The below pics show each of the items mentioned above ...
The very 1st pic shows the flow sensors at the top middle & the pressure transducer to the top right - the flow sensors are connected by air tubes to the plastic 'flow limiting device' & you can see the pressure transducer connected to a sampling nipple just before the air exit point.
http://www.internetage.com/cpapinfo/remstar-auto-dis-1
DSM
xPAP and Quattro std mask (plus a pad-a-cheek anti-leak strap)
Re: Confused about the APAP versus CPAP and BIPAP
Wulfman... wrote:My philosophy:Anonymous wrote:I still don't understand it. With the auto, it seems that the machine will only go as high as it needs to go. So for the high number, what does it matter how high it is set? Bottom number I can see that being kept to a good number. My doctor had me lower my high number from 20 to 14. I don't think he/they could explain to me why it mattered. Can anyone?dsm wrote: It is one of the industry's ironies that so many people are talked into buying Autos and take them home set to 4-20 low high. This is plain stupidity.
If you're going to run your Auto as an "auto" (as opposed to finding your best single pressure), then you need to move your bottom pressure up to where it takes care of MOST of your events and doesn't have so far to go to take care of some others.....although some of those other events will possibly/probably occur before it can move up high enough to take care of them.
It depends on what kind of "events" cause your pressure to rise. Autos will also increase on snoring.....most of which MAY NOT preceed hypopneas or apneas. If it detects that you're snoring and it's only due to nasal congestion or something similar, then the machine will keep climbing regardless of other events. This may lead to some disturbed sleep due to the pressure changes. SO.....I tend to believe in a very narrow pressure range in Auto mode.
SOME people also are subject to Central apneas (which should be noted on their sleep studies) and if "pressure-induced Centrals" occur, their therapy will suffer greatly because these machines can't tell the difference between an obstructive and a central apnea. They're SUPPOSED to limit their responses to apneas, but if there is snoring AND leakage going on, then all bets are off.
Den
xPAP and Quattro std mask (plus a pad-a-cheek anti-leak strap)
When I was on auto it was set 12-20. The early part of the night always went fine. But between 1:30 and 3:00 a.m. my pressure always went up to 20 and remained there until I got up.
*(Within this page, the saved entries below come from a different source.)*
//! Capabilities as tower services.
//!
//! [`CapabilityService`] binds a [`Staff`] to one capability so protocol glue
//! can stack ordinary tower layers (timeouts, concurrency limits, retries) in
//! front of dispatch.
//!
//! ```rust,ignore
//! let svc = CapabilityService::new(staff, SEND_MESSAGE.clone());
//! let receipt = svc.oneshot(message).await?;
//! ```

use std::fmt;
use std::task::{Context, Poll};

use futures::FutureExt;
use futures::future::BoxFuture;
use ryanvk_core::{BoxError, Capability, Staff};
use tower::Service;

/// A tower [`Service`] calling one capability on a staff.
pub struct CapabilityService<A, R> {
    staff: Staff,
    capability: Capability<A, R>,
}

impl<A, R> CapabilityService<A, R> {
    pub fn new(staff: Staff, capability: Capability<A, R>) -> Self {
        Self { staff, capability }
    }

    pub fn staff(&self) -> &Staff {
        &self.staff
    }

    pub fn capability(&self) -> &Capability<A, R> {
        &self.capability
    }
}

impl<A, R> Clone for CapabilityService<A, R> {
    fn clone(&self) -> Self {
        Self {
            staff: self.staff.clone(),
            capability: self.capability.clone(),
        }
    }
}

impl<A, R> fmt::Debug for CapabilityService<A, R> {
    fn fmt(&self, f: &mut fmt::Formatter<'_>) -> fmt::Result {
        f.debug_struct("CapabilityService")
            .field("capability", &self.capability.name())
            .finish()
    }
}

impl<A, R> Service<A> for CapabilityService<A, R>
where
    A: Send + 'static,
    R: Send + 'static,
{
    type Response = R;
    type Error = BoxError;
    type Future = BoxFuture<'static, Result<R, BoxError>>;

    fn poll_ready(&mut self, _cx: &mut Context<'_>) -> Poll<Result<(), Self::Error>> {
        Poll::Ready(Ok(()))
    }

    fn call(&mut self, args: A) -> Self::Future {
        let staff = self.staff.clone();
        let capability = self.capability.clone();
        async move { staff.call(&capability, args).await }.boxed()
    }
}

#[cfg(test)]
mod tests {
    use std::sync::LazyLock;

    use ryanvk_core::{
        Access, Capability, Collector, Components, Performer, Probe, StaffError, StaffResult,
        Strategy, compose,
    };
    use tower::ServiceExt;

    use super::*;

    static DOUBLE: LazyLock<Capability<i64, i64>> = LazyLock::new(|| {
        Capability::declare("double")
            .overload(Strategy::Exact, "sign", |n: &i64| {
                Probe::literal(*n >= 0)
            })
            .build()
    });

    struct Math;

    impl Performer for Math {
        fn construct(_: &Access<'_>) -> StaffResult<Self> {
            Ok(Math)
        }
    }

    fn staff() -> Staff {
        let mut collector = Collector::<Math>::new("service-test", "math");
        collector
            .register(&*DOUBLE)
            .on("sign", true)
            .implement(|_, _, n| async move { Ok(n * 2) })
            .unwrap();
        let layers = compose([collector.close()]).unwrap();
        Staff::new(layers, Components::new())
    }

    #[tokio::test]
    async fn oneshot_dispatches() {
        let svc = CapabilityService::new(staff(), DOUBLE.clone());
        assert_eq!(svc.clone().oneshot(21).await.unwrap(), 42);

        let err = svc.oneshot(-1).await.unwrap_err();
        assert_eq!(
            err.downcast_ref::<StaffError>(),
            Some(&StaffError::Unresolvable {
                capability: "double"
            })
        );
    }
}
//! Echo Protocol Example
//!
//! A toy "console" protocol built on Ryanvk. Two exported collectors make up
//! the protocol:
//!
//! - `console/base`: sends messages to friends and groups, answers `/echo`
//! - `console/shout`: overrides group sends, upper-casing the text before
//!   falling through to the base implementation with `super_call`
//!
//! `ryanvk.toml` composes both, `shout` on top.
//!
//! # Usage
//!
//! ```bash
//! cargo run --package echo-protocol
//! cargo run --package echo-protocol -- --account console-2 --profile production
//! ```

use std::path::PathBuf;
use std::sync::atomic::{AtomicUsize, Ordering};

use anyhow::Result;
use clap::Parser;
use ryanvk::prelude::*;
use ryanvk_core::{OverloadResult, TwinId};
use tokio::sync::mpsc;
use tracing::{error, info, warn};

// ============================================================================
// Capabilities
// ============================================================================

/// A message to deliver.
#[derive(Debug, Clone)]
struct Outgoing {
    target: Address,
    text: String,
}

/// Something that happened on the console.
#[derive(Debug, Clone)]
enum ConsoleEvent {
    Message { from: Address, text: String },
    Poke,
}

/// Sends a message, returning its id. Overloaded by target address.
static SEND_MESSAGE: LazyLock<Capability<Outgoing, String>> = LazyLock::new(|| {
    Capability::declare("send_message")
        .overload(Strategy::PatternAddress, "target", |m: &Outgoing| Probe::address(&m.target))
        .build()
});

/// Handles an incoming event. Events nobody handles are dropped.
static HANDLE_EVENT: LazyLock<Capability<ConsoleEvent, ()>> = LazyLock::new(|| {
    Capability::declare("handle_event")
        .overload(
            Strategy::predicate(|_, value| match value.downcast_ref::<ConsoleEvent>()? {
                ConsoleEvent::Message { .. } => Some("message".into()),
                ConsoleEvent::Poke => Some("poke".into()),
            }),
            "event",
            |e: &ConsoleEvent| Probe::value(e),
        )
        .optional()
        .build()
});

// ============================================================================
// Performer
// ============================================================================

#[derive(Performer)]
#[performer(exit = "report_sent")]
struct ConsolePerformer {
    #[access]
    outbox: Component<mpsc::UnboundedSender<String>>,
    #[access]
    account: Component<String>,
    sent: AtomicUsize,
}

impl ConsolePerformer {
    fn deliver(&self, staff: &Staff, target: &Address, text: &str) -> Result<String, BoxError> {
        let account = self.account.get(staff)?;
        let seq = self.sent.fetch_add(1, Ordering::Relaxed) + 1;
        self.outbox
            .get(staff)?
            .send(format!("[{account} -> {target}] {text}"))?;
        Ok(format!("{account}-{seq}"))
    }

    async fn report_sent(&self) -> Result<(), BoxError> {
        info!(sent = self.sent.load(Ordering::Relaxed), "Console performer closed");
        Ok(())
    }
}

/// Where a reply to a message from `from` goes.
fn reply_target(from: &Address) -> Address {
    match from.get("group") {
        Some(group) => Address::new().with("group", group),
        None => from.clone(),
    }
}

// ============================================================================
// Collectors
// ============================================================================

fn report(registered: OverloadResult<TwinId>) {
    if let Err(e) = registered {
        error!("Failed to register implementation: {e}");
    }
}

fn build_base() -> Artifacts {
    let mut collector = Collector::<ConsolePerformer>::new("console", "base");

    for pattern in ["friend", "group"] {
        let registered = collector
            .register(&*SEND_MESSAGE)
            .on("target", pattern)
            .implement(|this, cx, message| async move {
                this.deliver(cx.staff(), &message.target, &message.text)
            });
        report(registered);
    }

    let registered = collector
        .register(&*HANDLE_EVENT)
        .on("event", "message")
        .implement(|_, cx, event| async move {
            let ConsoleEvent::Message { from, text } = event else {
                return Ok(());
            };
            if let Some(content) = text.strip_prefix("/echo ") {
                let outgoing = Outgoing {
                    target: reply_target(&from),
                    text: content.to_owned(),
                };
                let id = cx.staff().call(&SEND_MESSAGE, outgoing).await?;
                info!(message_id = %id, "Echoed");
            }
            Ok(())
        });
    report(registered);

    collector.close()
}

fn build_shout() -> Artifacts {
    let mut collector = Collector::<ConsolePerformer>::new("console", "shout");

    let registered = collector
        .register(&*SEND_MESSAGE)
        .on("target", "group")
        .implement(|_, cx, message| async move {
            let loud = Outgoing {
                text: message.text.to_uppercase(),
                ..message
            };
            cx.super_call(loud).await
        });
    report(registered);

    collector.close()
}

export_collector! {
    static CONSOLE_BASE = ("console", "base", build_base);
}

export_collector! {
    static CONSOLE_SHOUT = ("console", "shout", build_shout);
}

// ============================================================================
// Main Entry Point
// ============================================================================

#[derive(Parser, Debug)]
#[command(about = "Console protocol demo for Ryanvk")]
struct Args {
    /// Configuration file; defaults to the demo's ryanvk.toml
    #[arg(short, long)]
    config: Option<PathBuf>,

    /// Configuration profile
    #[arg(short, long, default_value = "development")]
    profile: String,

    /// Account to connect as
    #[arg(short, long, default_value = "console-1")]
    account: String,
}

#[tokio::main]
async fn main() -> Result<()> {
    let args = Args::parse();

    let builder = RyanvkRuntime::builder().profile(args.profile);
    let builder = match args.config {
        Some(path) => builder.config_file(path),
        None => builder.search_path(env!("CARGO_MANIFEST_DIR")),
    };
    let runtime = builder.build().await?;

    let (outbox, mut inbox) = mpsc::unbounded_channel::<String>();
    let printer = tokio::spawn(async move {
        while let Some(line) = inbox.recv().await {
            println!("{line}");
        }
    });

    let staff = runtime
        .connect(
            "console",
            &args.account,
            Components::new().with("outbox", outbox),
        )
        .await?;

    let alice = Address::new().with("land", "console").with("friend", "alice");
    let bob_in_42 = Address::new()
        .with("land", "console")
        .with("group", "42")
        .with("member", "bob");

    let script = [
        ConsoleEvent::Message {
            from: alice,
            text: "/echo hello there".into(),
        },
        ConsoleEvent::Message {
            from: bob_in_42,
            text: "/echo group chat is loud".into(),
        },
        ConsoleEvent::Poke,
    ];

    for event in script {
        match staff.call_optional(&HANDLE_EVENT, event.clone()).await {
            Ok(Some(())) => {}
            Ok(None) => warn!(?event, "No handler for event"),
            Err(e) => warn!(error = %e, "Event handler failed"),
        }
    }

    runtime.disconnect("console", &args.account).await?;
    drop(staff);
    printer.await?;

    Ok(())
}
This part of the night was when I was plagued by aerophagia and could not sleep because of it and the struggle to exhale. The md first switched me to straight bipap- set 20/15. So the early part of the night I could not sleep because of the high pressure. So I would start the night out with my auto - when I woke because of the high pressure, I would switch to the bipap for the remainder of the night. Needless to say, I still wasn't getting much rest. So for me the auto bipap, has been wonderful - once I got the classic "tank" instead of the M. My M changed tones on inhale and exhale - sounded just like when my mom was on the respirator - so I hated the sound. I would wake up and panic because I had fallen asleep. Also, if I slept more than 5 hours, the humidifier would run out of water leaving me and my sinuses in a terrible state. Here again, the M works very well for some individuals. I told the DME that I was not happy with the M so he switched it for a "tank." So, in short, as the others have said, individual conditions determine what machine is best for you.